Figure 3. MCMV infected allograft microenvironment favors Th17 cell recruitment.

(A, B, C) Gene expression profiles by RNA-seq. (A) Heat map shows differentially expressed genes encoding molecules required for Th17 cell differentiation and transcription factors between D+ allografts (TX) and infected non- transplant kidneys (NO-TX). and (B) Differentially expressed Th17 cells related genes between D− allografts (TX) and uninfected non- transplant kidneys (NO-TX) Each column represents a single sample whereas rows represent intensities of gene expression.
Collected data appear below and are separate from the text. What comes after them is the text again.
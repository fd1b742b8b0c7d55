//! Scan lifecycle events and the sink they flow through
//!
//! The scheduler owns one event stream per scan and serializes all writes
//! to it; transports (SSE, WebSocket, CLI) adapt an [`EventSink`] rather
//! than holding any reference back into the scanner.

use crate::priority::PortPriority;
use crate::types::{Freshness, PortResult};
use chrono::{DateTime, Utc};
use serde::{Deserialize, Serialize};
use std::net::IpAddr;
use tokio::sync::mpsc::UnboundedSender;
use uuid::Uuid;

/// Tagged scan event, framed as-is onto SSE and WebSocket channels
///
/// The JSON `type` field discriminates; tier boundaries are total and
/// `progress` is monotone non-decreasing across the stream.
#[derive(Debug, Clone, PartialEq, Serialize, Deserialize)]
#[serde(tag = "type", rename_all = "snake_case")]
pub enum ScanEvent {
    /// First event of every stream
    ScanStart {
        scan_id: Uuid,
        target: String,
        resolved_ip: IpAddr,
        total_ports: usize,
        freshness: Freshness,
        #[serde(skip_serializing_if = "Option::is_none")]
        cached_at: Option<DateTime<Utc>>,
    },

    /// A priority tier began scanning
    TierStart {
        priority: PortPriority,
        count: usize,
        progress: f64,
    },

    /// An open port was found and classified
    OpenPort {
        port_result: Box<PortResult>,
        progress: f64,
    },

    /// A priority tier drained
    TierComplete {
        priority: PortPriority,
        open_count: usize,
        progress: f64,
    },

    /// Terminal: the scan finished
    ScanComplete {
        progress: f64,
        open_ports: usize,
        closed: usize,
        filtered: usize,
    },

    /// Terminal: the scan failed before or during execution
    ScanError { message: String },

    /// The pre-scan gate found no sentinel response; consent required
    PreScanWarning {
        target: String,
        resolved_ip: IpAddr,
        original_command: String,
    },
}

impl ScanEvent {
    /// The progress value carried by this event, if any
    pub fn progress(&self) -> Option<f64> {
        match self {
            ScanEvent::TierStart { progress, .. }
            | ScanEvent::OpenPort { progress, .. }
            | ScanEvent::TierComplete { progress, .. }
            | ScanEvent::ScanComplete { progress, .. } => Some(*progress),
            _ => None,
        }
    }

    /// The tier this event belongs to, if tier-scoped
    pub fn priority(&self) -> Option<PortPriority> {
        match self {
            ScanEvent::TierStart { priority, .. } | ScanEvent::TierComplete { priority, .. } => {
                Some(*priority)
            }
            ScanEvent::OpenPort { port_result, .. } => Some(PortPriority::of(port_result.port)),
            _ => None,
        }
    }

    /// Whether this event ends the stream
    pub fn is_terminal(&self) -> bool {
        matches!(self, ScanEvent::ScanComplete { .. } | ScanEvent::ScanError { .. })
    }
}

/// Outbound event channel owned by the scheduler
///
/// Implementations must be cheap and non-blocking; event emission never
/// sits on the scan's critical path.
pub trait EventSink: Send + Sync {
    /// Deliver one event. Delivery failures are swallowed; a dead consumer
    /// surfaces through [`EventSink::is_closed`] instead.
    fn emit(&self, event: ScanEvent);

    /// Whether the consumer has gone away (used to cancel cooperatively)
    fn is_closed(&self) -> bool {
        false
    }
}

/// Sink backed by an unbounded tokio channel
pub struct ChannelSink {
    tx: UnboundedSender<ScanEvent>,
}

impl ChannelSink {
    pub fn new(tx: UnboundedSender<ScanEvent>) -> Self {
        Self { tx }
    }
}

impl EventSink for ChannelSink {
    fn emit(&self, event: ScanEvent) {
        let _ = self.tx.send(event);
    }

    fn is_closed(&self) -> bool {
        self.tx.is_closed()
    }
}

/// Sink that collects events in memory; used by the task queue and tests
#[derive(Default)]
pub struct CollectorSink {
    events: parking_lot::Mutex<Vec<ScanEvent>>,
}

impl CollectorSink {
    pub fn new() -> Self {
        Self::default()
    }

    pub fn events(&self) -> Vec<ScanEvent> {
        self.events.lock().clone()
    }

    pub fn last_progress(&self) -> Option<f64> {
        self.events.lock().iter().rev().find_map(|e| e.progress())
    }
}

impl EventSink for CollectorSink {
    fn emit(&self, event: ScanEvent) {
        self.events.lock().push(event);
    }
}

/// Sink that discards everything
pub struct NullSink;

impl EventSink for NullSink {
    fn emit(&self, _event: ScanEvent) {}
}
Hierarchical clustering of the genes was performed based on the average column z- score, highest (top) to lowest (bottom). (C) Transcripts for Th17 cell differentiating cytokines and recruiting chemokines are upregulated in D+ transplants compared to MCMV infected native kidneys. (D) Comparison of intragraft Th17 cell differentiating cytokine quantities between D−R− and D+R+ transplants. (E) Quantities of Th17 cell differentiating cytokines in D+R+ spleens and allografts. (F) Comparison of Th17 cell recruiting chemokine quantities in D−R− and D+R+ allografts. (G, H) Representative flow plots and frequencies of CCR6⁺ and CXCR3⁺ Th17 cells in D−R− and D+R+ allografts. (I) Mean fluorescence intensity (MFI) of CCR6 and CXCR3 expression for Th17 cells from D−R− (Blue) and D+R+ (Pink) allografts. (J) Correlation between intragraft chemokines and receptors expressed by Th17 cells from D+R+ transplants. All data are represented as mean ± standard deviation (SD) and are analyzed by two- sided Student’s t-test or Pearson correlation. NS, not significant (p>0.05).